The farmers immersed themselves in what goes on at the Bay, under the watchful and tutoring eyes of CBF staffers Mike Diehl, Morgan Jones, and Jeff Varnon.
Farmers went paddling and fishing at Port Isobel, their home-base for the weekend. They assembled, baited and launched crab pots into the Bay and then retrieved about three dozen crabs the next day.
They saw dredging for oysters and scraping that brought up grasses, shrimp, crabs, and puffer fish.
They did water tests for salinity, phosphorus, nitrates, and clarity.
On visits to Tangier they ate seafood and visited the Island museum on a quiet Sunday morning when most of the town was at worship.
A watershed moment was a two-hour meeting between farmers watermen James “Ooker” Eskridge, who also is the mayor of Tangier, and Lonnie Moore, who was CBF’s Fleet Senior Manager before getting back into crabbing.
They found common ground.
“We harvest the sea, you harvest the land,” Ooker told the farmers.
“Farmers are so often continuing to farm because it’s so important to maintain the heritage of their family,” Glen Cauffman said. He raises Angora goats in Perry County. “Many of us think about our grandfathers and great-grandfathers who worked very hard to organize these farms that we inherited and were passed down to us. It’s a great deal of worry when we can’t keep them sustainable and keep them going.”
“My oldest son is doing it,” Ooker, the waterman, said. “I didn’t force him into it. I encouraged him and he had the option to pursue it or not. He loves it and is very good at it. Glad he did because it passes it down. My father was involved in it, grandfather, great-grandfather. We’re proud of what we do.”
Talk of regulations struck the loudest chord.
“People, before they start making rules, they need to come out in the field,” Gordon England said. He is part-owner of a large, family-owned dairy in Blair County. “They are coming out of the city and college and they are making decisions based on what they were taught in school.”

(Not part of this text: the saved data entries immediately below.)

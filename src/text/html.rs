//! Plain-text extraction from HTML fragments.

use std::borrow::Cow;

use super::entities::ENTITIES;

/// Longest named reference body (`CounterClockwiseContourIntegral`).
const MAX_ENTITY_LEN: usize = 32;

const REPLACEMENT: char = '\u{FFFD}';

/// Code points 0x80..=0x9F in numeric references are read as windows-1252.
const WINDOWS_1252: [(u32, char); 27] = [
    (0x80, '\u{20AC}'),
    (0x82, '\u{201A}'),
    (0x83, '\u{0192}'),
    (0x84, '\u{201E}'),
    (0x85, '\u{2026}'),
    (0x86, '\u{2020}'),
    (0x87, '\u{2021}'),
    (0x88, '\u{02C6}'),
    (0x89, '\u{2030}'),
    (0x8A, '\u{0160}'),
    (0x8B, '\u{2039}'),
    (0x8C, '\u{0152}'),
    (0x8E, '\u{017D}'),
    (0x91, '\u{2018}'),
    (0x92, '\u{2019}'),
    (0x93, '\u{201C}'),
    (0x94, '\u{201D}'),
    (0x95, '\u{2022}'),
    (0x96, '\u{2013}'),
    (0x97, '\u{2014}'),
    (0x98, '\u{02DC}'),
    (0x99, '\u{2122}'),
    (0x9A, '\u{0161}'),
    (0x9B, '\u{203A}'),
    (0x9C, '\u{0153}'),
    (0x9E, '\u{017E}'),
    (0x9F, '\u{0178}'),
];

/// Decode an HTML fragment to the text it displays.
///
/// - Every named reference in the HTML standard (`&eacute;`, `&amp;`, ...)
///   plus decimal (`&#39;`) and hex (`&#x27;`) references are decoded.
///   Numeric references to NUL, surrogates or beyond U+10FFFF become U+FFFD.
/// - Markup tags and comments are removed; `<br>` becomes a newline.
/// - Anything unrecognised, including a `<` that does not open a tag, is
///   kept as written.
///
/// Input without `&` or `<` is returned unchanged without allocating.
pub fn decode_html_entities(input: &str) -> Cow<'_, str> {
    if !input.contains(['&', '<']) {
        return Cow::Borrowed(input);
    }

    let mut out = String::with_capacity(input.len());
    let mut rest = input;
    // Once a `<` has no closing `>`, no later `<` can have one either.
    let mut tags_closed = true;

    while let Some(pos) = rest.find(['&', '<']) {
        out.push_str(&rest[..pos]);
        let tail = &rest[pos + 1..];

        if rest.as_bytes()[pos] == b'&' {
            match decode_reference(tail, &mut out) {
                Some(consumed) => rest = &tail[consumed..],
                None => {
                    out.push('&');
                    rest = tail;
                }
            }
            continue;
        }

        match tags_closed.then(|| strip_tag(tail)).flatten() {
            Some(TagEnd { len, line_break }) => {
                if line_break {
                    out.push('\n');
                }
                rest = &tail[len..];
            }
            None => {
                if opens_tag(tail) {
                    tags_closed = false;
                }
                out.push('<');
                rest = tail;
            }
        }
    }
    out.push_str(rest);

    Cow::Owned(out)
}

struct TagEnd {
    /// Bytes consumed after the `<`, including the `>`.
    len: usize,
    line_break: bool,
}

fn opens_tag(tail: &str) -> bool {
    tail.starts_with(|c: char| c.is_ascii_alphabetic() || c == '/' || c == '!')
}

/// Match the tag or comment following a `<`.
fn strip_tag(tail: &str) -> Option<TagEnd> {
    if !opens_tag(tail) {
        return None;
    }
    if let Some(comment) = tail.strip_prefix("!--") {
        let end = comment.find("-->")?;
        return Some(TagEnd { len: 3 + end + 3, line_break: false });
    }

    let end = tail.find('>')?;
    let name: String = tail[..end]
        .chars()
        .take_while(|c| c.is_ascii_alphanumeric())
        .collect();

    Some(TagEnd {
        len: end + 1,
        line_break: name.eq_ignore_ascii_case("br"),
    })
}

/// Decode the reference following a `&` into `out`. Returns the number of
/// bytes consumed, including the trailing `;`.
fn decode_reference(tail: &str, out: &mut String) -> Option<usize> {
    let mut limit = tail.len().min(MAX_ENTITY_LEN + 1);
    while !tail.is_char_boundary(limit) {
        limit -= 1;
    }
    let semi = tail[..limit].find(';')?;
    if semi == 0 {
        return None;
    }
    let body = &tail[..semi];

    if let Some(num) = body.strip_prefix('#') {
        out.push(decode_numeric(num)?);
    } else {
        let idx = ENTITIES
            .binary_search_by(|(name, _)| name.as_bytes().cmp(body.as_bytes()))
            .ok()?;
        out.push_str(ENTITIES[idx].1);
    }

    Some(semi + 1)
}

fn decode_numeric(num: &str) -> Option<char> {
    let (digits, radix) = match num.strip_prefix(['x', 'X']) {
        Some(hex) => (hex, 16),
        None => (num, 10),
    };
    if digits.is_empty() || !digits.chars().all(|c| c.is_digit(radix)) {
        return None;
    }
    // Too many digits for u32 means out of range
    let code = u32::from_str_radix(digits, radix).unwrap_or(u32::MAX);

    if let Some((_, ch)) = WINDOWS_1252.iter().find(|(c, _)| *c == code) {
        return Some(*ch);
    }
    Some(match code {
        0 => REPLACEMENT,
        _ => char::from_u32(code).unwrap_or(REPLACEMENT),
    })
}

#[cfg(test)]
mod tests {
    use super::*;
    use pretty_assertions::assert_eq;

    #[test]
    fn test_plain_text_is_borrowed() {
        let decoded = decode_html_entities("no entities here");
        assert!(matches!(decoded, Cow::Borrowed(_)));
        assert_eq!(decoded, "no entities here");
    }

    #[test]
    fn test_named_entities() {
        assert_eq!(
            decode_html_entities("Tom &amp; Jerry &quot;cartoons&quot;"),
            "Tom & Jerry \"cartoons\""
        );
        assert_eq!(decode_html_entities("Wait&hellip;"), "Wait…");
    }

    #[test]
    fn test_accented_entities() {
        assert_eq!(decode_html_entities("caf&eacute;"), "café");
        assert_eq!(decode_html_entities("sch&ouml;n"), "schön");
        assert_eq!(decode_html_entities("&Aring;ngstr&ouml;m"), "Ångström");
    }

    #[test]
    fn test_entity_names_are_case_sensitive() {
        assert_eq!(decode_html_entities("&AMP;"), "&");
        assert_eq!(decode_html_entities("&Eacute;&eacute;"), "Éé");
        assert_eq!(decode_html_entities("&AmP;"), "&AmP;");
    }

    #[test]
    fn test_longest_entity_name() {
        assert_eq!(decode_html_entities("&CounterClockwiseContourIntegral;"), "∳");
    }

    #[test]
    fn test_multi_code_point_entity() {
        assert_eq!(decode_html_entities("&NotEqualTilde;"), "\u{2242}\u{338}");
    }

    #[test]
    fn test_numeric_entities() {
        assert_eq!(decode_html_entities("it&#39;s"), "it's");
        assert_eq!(decode_html_entities("it&#x27;s"), "it's");
        assert_eq!(decode_html_entities("&#X41;&#66;"), "AB");
    }

    #[test]
    fn test_invalid_code_points_become_replacement() {
        assert_eq!(decode_html_entities("a&#0;b"), "a\u{FFFD}b");
        assert_eq!(decode_html_entities("&#xD800;"), "\u{FFFD}");
        assert_eq!(decode_html_entities("&#x110000;"), "\u{FFFD}");
        assert_eq!(decode_html_entities("&#99999999999;"), "\u{FFFD}");
    }

    #[test]
    fn test_windows_1252_range() {
        assert_eq!(decode_html_entities("&#128;&#150;"), "€–");
    }

    #[test]
    fn test_markup_is_stripped() {
        assert_eq!(decode_html_entities("<b>bold</b> &amp; more"), "bold & more");
        assert_eq!(
            decode_html_entities("<p class=\"x\">Hi<!-- note --></p>"),
            "Hi"
        );
        assert_eq!(decode_html_entities("one<br>two<BR/>three"), "one\ntwo\nthree");
    }

    #[test]
    fn test_escaped_markup_stays_text() {
        assert_eq!(decode_html_entities("&lt;b&gt;not bold&lt;/b&gt;"), "<b>not bold</b>");
    }

    #[test]
    fn test_stray_angle_brackets_kept() {
        assert_eq!(decode_html_entities("1 < 2 > 0"), "1 < 2 > 0");
        assert_eq!(decode_html_entities("a <b unterminated"), "a <b unterminated");
        assert_eq!(decode_html_entities("x <y <i>z</i>"), "x z");
    }

    #[test]
    fn test_unknown_and_malformed_kept() {
        assert_eq!(decode_html_entities("a & b"), "a & b");
        assert_eq!(decode_html_entities("&bogus;"), "&bogus;");
        assert_eq!(decode_html_entities("&amp"), "&amp");
        assert_eq!(decode_html_entities("&;"), "&;");
        assert_eq!(decode_html_entities("&#;&#x;&#12a;"), "&#;&#x;&#12a;");
    }

    #[test]
    fn test_semicolon_search_is_bounded() {
        let far = format!("&amp{};", "x".repeat(MAX_ENTITY_LEN));
        assert_eq!(decode_html_entities(&far), far);

        let many = "&é".repeat(10_000);
        assert_eq!(decode_html_entities(&many), many);
    }

    #[test]
    fn test_double_encoded_decodes_once() {
        assert_eq!(decode_html_entities("&amp;amp;"), "&amp;");
    }

    #[test]
    fn test_entity_table_is_sorted() {
        assert!(ENTITIES.windows(2).all(|w| w[0].0.as_bytes() < w[1].0.as_bytes()));
    }
}
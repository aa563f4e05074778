use clap::Parser;
use miette::Result;
use uxkit::cli::{Cli, Commands};
use uxkit::output::Printer;

fn main() -> Result<()> {
    let cli = Cli::parse();
    let printer = Printer::new();
    let config = cli.load_config()?;

    match cli.command {
        Commands::Colour(args) => uxkit::cli::colour::run(args, &printer)?,
        Commands::Decode(args) => uxkit::cli::decode::run(args, &printer)?,
        Commands::Date(args) => uxkit::cli::date::run(args, &config)?,
        Commands::Device(args) => uxkit::cli::device::run(args, &config)?,
        Commands::Localize(args) => uxkit::cli::localize::run(args, &config, &printer)?,
        Commands::Completions(args) => uxkit::cli::completions::run(args)?,
    }

    Ok(())
}
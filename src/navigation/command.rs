//! Navigation commands and the framework adapter that performs them.

use crate::error::Result;

/// How a presented controller covers the screen.
#[derive(Debug, Clone, Copy, PartialEq, Eq, Default)]
pub enum PresentationStyle {
    #[default]
    FullScreen,
    OverFullScreen,
    PageSheet,
    FormSheet,
    /// Let the framework choose.
    Automatic,
}

/// Animation used when presenting.
#[derive(Debug, Clone, Copy, PartialEq, Eq, Default)]
pub enum Transition {
    #[default]
    CoverVertical,
    CrossDissolve,
}

/// A simple alert with a title, optional message and buttons.
#[derive(Debug, Clone, PartialEq, Eq)]
pub struct Alert {
    pub title: String,
    pub message: Option<String>,
    pub actions: Vec<String>,
}

impl Alert {
    /// An alert with a single "OK" button.
    pub fn ok(title: impl Into<String>, message: Option<String>) -> Self {
        Self {
            title: title.into(),
            message,
            actions: vec!["OK".to_string()],
        }
    }
}

/// A navigation request against controllers of type `C`.
#[derive(Debug, Clone, PartialEq)]
pub enum NavCommand<C> {
    Push {
        target: C,
        hides_bottom_bar: bool,
        animated: bool,
    },
    Pop {
        animated: bool,
    },
    Present {
        target: C,
        style: PresentationStyle,
        transition: Transition,
        /// `false` presents over a clear background.
        opaque: bool,
        animated: bool,
    },
    Dismiss {
        animated: bool,
    },
    PopToRoot {
        animated: bool,
    },
    /// Swap the window's root controller, cross-dissolving when animated.
    ReplaceRoot {
        target: C,
        animated: bool,
    },
    ShowAlert(Alert),
}

impl<C> NavCommand<C> {
    /// Push without animation, hiding the bottom bar.
    pub fn push(target: C) -> Self {
        NavCommand::Push {
            target,
            hides_bottom_bar: true,
            animated: false,
        }
    }

    /// Pop without animation.
    pub fn pop() -> Self {
        NavCommand::Pop { animated: false }
    }

    /// Present full screen, animated.
    pub fn present(target: C) -> Self {
        Self::present_with(target, Some(PresentationStyle::FullScreen), true)
    }

    /// Present with an explicit style. `None` leaves the choice to the
    /// framework.
    pub fn present_with(target: C, style: Option<PresentationStyle>, animated: bool) -> Self {
        NavCommand::Present {
            target,
            style: style.unwrap_or(PresentationStyle::Automatic),
            transition: Transition::default(),
            opaque: true,
            animated,
        }
    }

    /// Fade in over the current content with a clear background.
    pub fn present_cross_dissolve(target: C) -> Self {
        NavCommand::Present {
            target,
            style: PresentationStyle::OverFullScreen,
            transition: Transition::CrossDissolve,
            opaque: false,
            animated: true,
        }
    }

    pub fn dismiss() -> Self {
        NavCommand::Dismiss { animated: true }
    }

    pub fn pop_to_root(animated: bool) -> Self {
        NavCommand::PopToRoot { animated }
    }

    pub fn replace_root(target: C, animated: bool) -> Self {
        NavCommand::ReplaceRoot { target, animated }
    }

    pub fn alert(title: impl Into<String>, message: Option<String>) -> Self {
        NavCommand::ShowAlert(Alert::ok(title, message))
    }
}

/// Performs navigation commands for one UI framework.
///
/// Implementations must only be driven from the thread that owns the UI.
pub trait Navigator {
    type Controller;

    fn perform(&mut self, command: NavCommand<Self::Controller>) -> Result<()>;
}

#[cfg(test)]
mod tests {
    use super::*;

    #[test]
    fn test_push_hides_bottom_bar() {
        assert_eq!(
            NavCommand::push("detail"),
            NavCommand::Push { target: "detail", hides_bottom_bar: true, animated: false }
        );
    }

    #[test]
    fn test_present_styles() {
        match NavCommand::present("modal") {
            NavCommand::Present { style, animated, opaque, .. } => {
                assert_eq!(style, PresentationStyle::FullScreen);
                assert!(animated);
                assert!(opaque);
            }
            other => panic!("unexpected {other:?}"),
        }

        match NavCommand::present_with("sheet", None, false) {
            NavCommand::Present { style, animated, .. } => {
                assert_eq!(style, PresentationStyle::Automatic);
                assert!(!animated);
            }
            other => panic!("unexpected {other:?}"),
        }
    }

    #[test]
    fn test_cross_dissolve() {
        assert_eq!(
            NavCommand::present_cross_dissolve("overlay"),
            NavCommand::Present {
                target: "overlay",
                style: PresentationStyle::OverFullScreen,
                transition: Transition::CrossDissolve,
                opaque: false,
                animated: true,
            }
        );
    }

    #[test]
    fn test_alert_has_ok_action() {
        let cmd: NavCommand<()> = NavCommand::alert("Saved", None);
        assert_eq!(
            cmd,
            NavCommand::ShowAlert(Alert {
                title: "Saved".to_string(),
                message: None,
                actions: vec!["OK".to_string()],
            })
        );
    }
}
//! Hand-off of navigation commands to the UI-owning thread.
//!
//! Any thread can hold a [`UiHandle`] and send commands. They run, in send
//! order, when the UI thread calls [`UiQueue::drain`] with its navigator.

use std::sync::mpsc::{self, Receiver, Sender, TryRecvError};

use crate::error::{KitError, Result};

use super::command::{NavCommand, Navigator};

/// Receiving end, owned by the UI thread.
pub struct UiQueue<C> {
    rx: Receiver<NavCommand<C>>,
}

/// Cloneable sending end.
pub struct UiHandle<C> {
    tx: Sender<NavCommand<C>>,
}

impl<C> Clone for UiHandle<C> {
    fn clone(&self) -> Self {
        Self { tx: self.tx.clone() }
    }
}

impl<C> UiQueue<C> {
    /// Create a queue and its first sending handle.
    pub fn channel() -> (Self, UiHandle<C>) {
        let (tx, rx) = mpsc::channel();
        (Self { rx }, UiHandle { tx })
    }

    /// Perform every pending command. Returns how many ran.
    ///
    /// Stops at the first failing command; later commands stay queued.
    pub fn drain<N>(&self, navigator: &mut N) -> Result<usize>
    where
        N: Navigator<Controller = C>,
    {
        let mut performed = 0;
        loop {
            match self.rx.try_recv() {
                Ok(command) => {
                    navigator.perform(command)?;
                    performed += 1;
                }
                Err(TryRecvError::Empty | TryRecvError::Disconnected) => return Ok(performed),
            }
        }
    }

    /// Run `command` immediately. Only call this on the UI thread.
    pub fn perform_now<N>(&self, navigator: &mut N, command: NavCommand<C>) -> Result<()>
    where
        N: Navigator<Controller = C>,
    {
        navigator.perform(command)
    }
}

impl<C> UiHandle<C> {
    /// Queue a command for the UI thread.
    pub fn send(&self, command: NavCommand<C>) -> Result<()> {
        self.tx.send(command).map_err(|_| KitError::Navigation {
            message: "UI queue has been dropped".to_string(),
        })
    }

    pub fn push(&self, target: C) -> Result<()> {
        self.send(NavCommand::push(target))
    }

    pub fn pop(&self) -> Result<()> {
        self.send(NavCommand::pop())
    }

    pub fn present(&self, target: C) -> Result<()> {
        self.send(NavCommand::present(target))
    }

    pub fn present_cross_dissolve(&self, target: C) -> Result<()> {
        self.send(NavCommand::present_cross_dissolve(target))
    }

    pub fn dismiss(&self) -> Result<()> {
        self.send(NavCommand::dismiss())
    }

    pub fn show_alert(&self, title: impl Into<String>, message: Option<String>) -> Result<()> {
        self.send(NavCommand::alert(title, message))
    }
}

#[cfg(test)]
mod tests {
    use super::*;
    use std::thread;

    /// Records commands as short labels.
    #[derive(Default)]
    struct Recorder {
        log: Vec<String>,
        fail_on: Option<&'static str>,
    }

    impl Navigator for Recorder {
        type Controller = &'static str;

        fn perform(&mut self, command: NavCommand<&'static str>) -> Result<()> {
            let label = match command {
                NavCommand::Push { target, .. } => format!("push {target}"),
                NavCommand::Pop { .. } => "pop".to_string(),
                NavCommand::Present { target, .. } => format!("present {target}"),
                NavCommand::Dismiss { .. } => "dismiss".to_string(),
                NavCommand::PopToRoot { .. } => "root".to_string(),
                NavCommand::ReplaceRoot { target, .. } => format!("replace {target}"),
                NavCommand::ShowAlert(alert) => format!("alert {}", alert.title),
            };
            if self.fail_on == Some(label.as_str()) {
                return Err(KitError::Navigation { message: label });
            }
            self.log.push(label);
            Ok(())
        }
    }

    #[test]
    fn test_nothing_runs_until_drained() {
        let (queue, handle) = UiQueue::channel();
        handle.push("detail").unwrap();

        let mut nav = Recorder::default();
        assert!(nav.log.is_empty());
        assert_eq!(queue.drain(&mut nav).unwrap(), 1);
        assert_eq!(nav.log, vec!["push detail"]);
        assert_eq!(queue.drain(&mut nav).unwrap(), 0);
    }

    #[test]
    fn test_commands_from_other_thread_keep_order() {
        let (queue, handle) = UiQueue::channel();
        let worker = handle.clone();
        thread::spawn(move || {
            worker.present("login").unwrap();
            worker.show_alert("Welcome", None).unwrap();
            worker.dismiss().unwrap();
        })
        .join()
        .unwrap();
        handle.pop().unwrap();

        let mut nav = Recorder::default();
        assert_eq!(queue.drain(&mut nav).unwrap(), 4);
        assert_eq!(nav.log, vec!["present login", "alert Welcome", "dismiss", "pop"]);
    }

    #[test]
    fn test_drain_stops_on_error() {
        let (queue, handle) = UiQueue::channel();
        handle.push("a").unwrap();
        handle.pop().unwrap();
        handle.push("b").unwrap();

        let mut nav = Recorder { fail_on: Some("pop"), ..Default::default() };
        assert!(queue.drain(&mut nav).is_err());
        assert_eq!(nav.log, vec!["push a"]);

        nav.fail_on = None;
        assert_eq!(queue.drain(&mut nav).unwrap(), 1);
        assert_eq!(nav.log, vec!["push a", "push b"]);
    }

    #[test]
    fn test_perform_now_skips_queue() {
        let (queue, handle) = UiQueue::channel();
        handle.present_cross_dissolve("overlay").unwrap();

        let mut nav = Recorder::default();
        queue.perform_now(&mut nav, NavCommand::pop_to_root(false)).unwrap();
        queue.drain(&mut nav).unwrap();
        assert_eq!(nav.log, vec!["root", "present overlay"]);
    }

    #[test]
    fn test_send_after_queue_dropped() {
        let (queue, handle) = UiQueue::<&'static str>::channel();
        drop(queue);
        assert!(handle.pop().is_err());
    }
}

“You’ve got regulators and legislators making these laws regarding the water business don’t know understand the business,” Ooker said. “I took a peeler pot (used to catch crabs ready to shed their shells) with us to Richmond. We went before the General Assembly. They are the ones going to decide how to use this. They’d never seen one before. But they’re telling us how to use it. It would be like putting me on a farm board. Seems ludicrous.”
“There’s a great challenge for farmers in Pennsylvania and it goes back to regulations,” discussion moderator Bill Chain added. “It goes back to the Chesapeake Bay Blueprint and the agreement in which all the Bay states signed and said they would develop watershed implementation plans.”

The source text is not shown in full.